I realise this does require you to accept some inductive reasoning to go along with, but in my view it’s perfectly reasonable inductive reasoning backed by very real selfish motives that are highly likely to exist in the individuals concerned that makes this the exception to the general rule that absence of evidence (ie. that nobody has disproved a Wikileaks document dump in the past) is not evidence of absence.

That said, the one thing that’s likely correct about the Clinton campaign’s counter-offensive against Wikileaks is that there is some evidence suggesting the leaks may have originated from a Russian source. But that’s kinda irrelevant to whether they make a good case against Clinton.

3 Arguably the 2000 race between Bush and Gore wasn’t even a case of the electoral college appointing the wrong president according to the popular vote, (every other country directly elects a Head of State does so using some form of national popular vote) but rather an incorrect decision by the Supreme Court not to allow a recount, as unofficial recounts later showed that Gore had in fact won Florida, the state determining the election, as well as the popular vote, so basically the whole first term of George Bust (and therefore arguably the second term, too) was due to the fact that the Supreme Court leaned conservative in 2000.
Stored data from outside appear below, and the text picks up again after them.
//! Index key codec.
//!
//! Every index entry is keyed as
//! `[family byte] ‖ [cell ID, 8 bytes BE] ‖ [unix seconds, 8 bytes BE]`
//! with an empty value. Big-endian encoding makes lexicographic byte order
//! on keys coincide with numeric order on cell IDs, so the closed interval
//! `[encode_prefix(range_min), encode_prefix(range_max)]` of a cell is a
//! contiguous scan window over exactly the leaf cells it contains.
//!
//! Cell IDs are always taken at the maximum (leaf) level, so key order is
//! Hilbert order on leaf cells.

use s2::cellid::CellID;
use std::time::{Duration, SystemTime, UNIX_EPOCH};

/// Family byte reserved for the spatio-temporal location index. Other
/// index families sharing the store must use a different value.
pub const LOCATION_FAMILY: u8 = 0x01;

/// One-byte scan prefix covering the whole location family.
pub const FAMILY_PREFIX: [u8; 1] = [LOCATION_FAMILY];

const CELL_ID_LEN: usize = 8;
const TIMESTAMP_LEN: usize = 8;

/// Length of a cell-range prefix: family byte + cell ID.
pub const PREFIX_LEN: usize = 1 + CELL_ID_LEN;

/// Length of a full entry key: family byte + cell ID + timestamp.
pub const ENTRY_LEN: usize = PREFIX_LEN + TIMESTAMP_LEN;

/// Encode a full index entry key for a leaf cell and an event time.
///
/// Time is truncated to second resolution; times before the unix epoch
/// clamp to second zero.
pub fn encode_entry(id: CellID, t: SystemTime) -> [u8; ENTRY_LEN] {
    let mut buf = [0u8; ENTRY_LEN];
    buf[0] = LOCATION_FAMILY;
    buf[1..PREFIX_LEN].copy_from_slice(&id.0.to_be_bytes());
    buf[PREFIX_LEN..].copy_from_slice(&unix_seconds(t).to_be_bytes());
    buf
}

/// Encode a range-scan bound for a cell.
///
/// Pass `cell.range_min()` or `cell.range_max()` to obtain the lower or
/// upper bound of the cell's contiguous key window.
pub fn encode_prefix(id: CellID) -> [u8; PREFIX_LEN] {
    let mut buf = [0u8; PREFIX_LEN];
    buf[0] = LOCATION_FAMILY;
    buf[1..].copy_from_slice(&id.0.to_be_bytes());
    buf
}

/// Decode an entry key back into its leaf cell and timestamp.
///
/// The caller only feeds keys obtained from its own iterator; a key of the
/// wrong length or family is a programmer error and panics.
pub fn decode_entry(key: &[u8]) -> (CellID, SystemTime) {
    assert_eq!(key.len(), ENTRY_LEN, "index key must be {ENTRY_LEN} bytes");
    assert_eq!(key[0], LOCATION_FAMILY, "unexpected key family {:#04x}", key[0]);

    let id = u64::from_be_bytes(key[1..PREFIX_LEN].try_into().unwrap());
    let secs = u64::from_be_bytes(key[PREFIX_LEN..].try_into().unwrap());
    (CellID(id), UNIX_EPOCH + Duration::from_secs(secs))
}

fn unix_seconds(t: SystemTime) -> u64 {
    t.duration_since(UNIX_EPOCH)
        .map(|d| d.as_secs())
        .unwrap_or(0)
}
//! Engine configuration.
//!
//! `Config` carries the knobs the surrounding runner sources from its
//! environment or files: the store location, the two tolerances, and the
//! physical retention ceiling. It is serializable so deployments can load
//! it from JSON.

use crate::error::{FilterError, Result};
use serde::{Deserialize, Serialize};
use std::path::PathBuf;
use std::time::Duration;

/// File synchronization strategy for the durable backend.
#[derive(Debug, Clone, Copy, PartialEq, Eq, Serialize, Deserialize, Default)]
#[serde(rename_all = "snake_case")]
pub enum SyncMode {
    /// Call `fsync` / `File::sync_all` to persist metadata + data.
    #[default]
    All,
    /// Call `fdatasync` / `File::sync_data` to persist data only.
    Data,
}

/// Deduplication engine configuration.
///
/// # Example
///
/// ```rust
/// use geodedup::Config;
///
/// let json = r#"{
///     "distance_tolerance": 50.0,
///     "interval_tolerance_secs": 600.0
/// }"#;
/// let config = Config::from_json(json).unwrap();
/// assert_eq!(config.interval_tolerance().unwrap().as_secs(), 600);
/// ```
#[derive(Debug, Clone, Serialize, Deserialize)]
pub struct Config {
    /// Directory for the store's append-only log. `None` keeps the index
    /// in memory only.
    #[serde(default)]
    pub db_path: Option<PathBuf>,

    /// Distance tolerance between events, in meters. Must be positive.
    pub distance_tolerance: f64,

    /// Time tolerance between events, in seconds. Must be positive.
    pub interval_tolerance_secs: f64,

    /// Physical retention ceiling for index entries, in seconds.
    ///
    /// A space backstop, not a correctness knob: logical expiry is driven
    /// by the watermark and the interval tolerance. Keep this much larger
    /// than `interval_tolerance_secs`.
    #[serde(default = "Config::default_entry_ttl_secs")]
    pub entry_ttl_secs: f64,

    /// Controls whether the durable backend issues `fsync` or `fdatasync`.
    #[serde(default)]
    pub sync_mode: SyncMode,
}

impl Config {
    const fn default_entry_ttl_secs() -> f64 {
        24.0 * 60.0 * 60.0
    }

    /// Create a configuration with the two required tolerances.
    pub fn new(distance_tolerance: f64, interval_tolerance: Duration) -> Self {
        Self {
            db_path: None,
            distance_tolerance,
            interval_tolerance_secs: interval_tolerance.as_secs_f64(),
            entry_ttl_secs: Self::default_entry_ttl_secs(),
            sync_mode: SyncMode::default(),
        }
    }

    /// Persist the index under the given directory.
    pub fn with_db_path<P: Into<PathBuf>>(mut self, path: P) -> Self {
        self.db_path = Some(path.into());
        self
    }

    /// Override the physical retention ceiling.
    pub fn with_entry_ttl(mut self, ttl: Duration) -> Self {
        self.entry_ttl_secs = ttl.as_secs_f64();
        self
    }

    /// Select the sync strategy for the durable backend.
    pub fn with_sync_mode(mut self, mode: SyncMode) -> Self {
        self.sync_mode = mode;
        self
    }

    /// Get the interval tolerance as a `Duration`, if representable.
    pub fn interval_tolerance(&self) -> Option<Duration> {
        duration_from_secs(self.interval_tolerance_secs)
    }

    /// Get the entry TTL as a `Duration`, if representable.
    pub fn entry_ttl(&self) -> Option<Duration> {
        duration_from_secs(self.entry_ttl_secs)
    }

    /// Validate configuration values.
    pub fn validate(&self) -> Result<()> {
        if !self.distance_tolerance.is_finite() || self.distance_tolerance <= 0.0 {
            return Err(FilterError::InvalidArgument(
                "distance tolerance between events must be greater than zero",
            ));
        }
        if self.interval_tolerance().is_none() {
            return Err(FilterError::InvalidArgument(
                "time tolerance between events must be greater than zero",
            ));
        }
        if self.entry_ttl().is_none() {
            return Err(FilterError::InvalidArgument(
                "entry TTL must be greater than zero",
            ));
        }
        if self.entry_ttl_secs < self.interval_tolerance_secs {
            tracing::warn!(
                entry_ttl_secs = self.entry_ttl_secs,
                interval_tolerance_secs = self.interval_tolerance_secs,
                "entry TTL is below the interval tolerance; live entries may be dropped early"
            );
        }
        Ok(())
    }

    /// Load configuration from a JSON string.
    pub fn from_json(json: &str) -> std::result::Result<Self, serde_json::Error> {
        use serde::de::Error;

        let config: Config = serde_json::from_str(json)?;
        if let Err(e) = config.validate() {
            return Err(serde_json::Error::custom(e));
        }
        Ok(config)
    }

    /// Save configuration as a JSON string.
    pub fn to_json(&self) -> std::result::Result<String, serde_json::Error> {
        serde_json::to_string_pretty(self)
    }
}

fn duration_from_secs(secs: f64) -> Option<Duration> {
    if secs.is_finite() && secs > 0.0 && secs <= u64::MAX as f64 {
        Some(Duration::from_secs_f64(secs))
    } else {
        None
    }
}
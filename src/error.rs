//! Error types for the deduplication engine.
//!
//! The taxonomy is flat: argument and coordinate validation, the backend
//! kinds (`Io`, `InvalidFormat`, `UnexpectedEof`, `InvalidTimestamp`,
//! `Conflict`), and visitor abortion. A duplicate event is not an error;
//! `filter` reports it as `Ok(false)`.

use thiserror::Error;

/// Errors produced by the filter engine and its storage backends.
#[derive(Error, Debug)]
pub enum FilterError {
    /// Construction-time validation failure (non-positive tolerance).
    #[error("filter: {0}")]
    InvalidArgument(&'static str),

    /// Latitude/longitude out of range or non-finite.
    #[error("filter: invalid coordinates [{lat}, {lng}]")]
    InvalidCoordinates { lat: f64, lng: f64 },

    /// I/O failure in the backing store.
    #[error("backend i/o: {0}")]
    Io(#[from] std::io::Error),

    /// Persisted log record is malformed.
    #[error("backend: log record is malformed")]
    InvalidFormat,

    /// Log ended in the middle of a record.
    #[error("backend: unexpected end of log")]
    UnexpectedEof,

    /// Timestamp not representable as unix seconds.
    #[error("backend: timestamp before unix epoch")]
    InvalidTimestamp,

    /// Transaction lost a write conflict after the backend's retry bound.
    ///
    /// The bundled backends serialize writers with a lock and never return
    /// this; it is part of the contract for stores that can abort.
    #[error("backend: transaction conflict")]
    Conflict,

    /// An `indexed_locations` visitor returned an error; iteration stopped.
    #[error("visitor aborted: {0}")]
    VisitorAborted(#[source] Box<dyn std::error::Error + Send + Sync>),
}

/// Result alias used throughout the crate.
pub type Result<T> = std::result::Result<T, FilterError>;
This is, however, a systematic weakness in the Electoral college: it increases the likelihood of a race being close in some respect, as you effectively have 59 contests for president running simultaneously, each to determine a number of electors that the relevant party appoints, then you have the electoral college vote. (there are 9 electoral votes determined by congressional district, and DC also gets 3 electoral votes, but the rest are winner-takes all state-based contests) Running a national popular vote will increase the margin between candidates, making a recount much less likely in the first place, even though it would make a recount much less convenient if it did happen, it also minimises the likelihood of court cases determining the winner like in the 2000 election. The Electoral College is a horse-based solution to the problem of what happens if one of the candidates is no longer able to serve as President, and doesn’t really fit in a modern country, even though it was arguably a practical solution when it was implemented.

The electoral college also has many other problems, and if you live in the US, you should probably look into whether you can lobby your state officials to pass the National Popular Vote Interstate Compact, which will “hack” the electoral college to automatically vote for the popular vote winner without having to amend the constitution, (which then makes it relatively easy to solve problems like allowing US territories to vote for President) and is already past halfway to getting the electoral college votes it needs to take effect. Michigan and Pennsylvania are currently considering state laws to enter the compact. (with those two states, it would almost be 3/4s of the way there)

4 Basically, the idea that nations should act selfishly/pragmatically in determining their foreign policy, although the term can apply elsewhere too.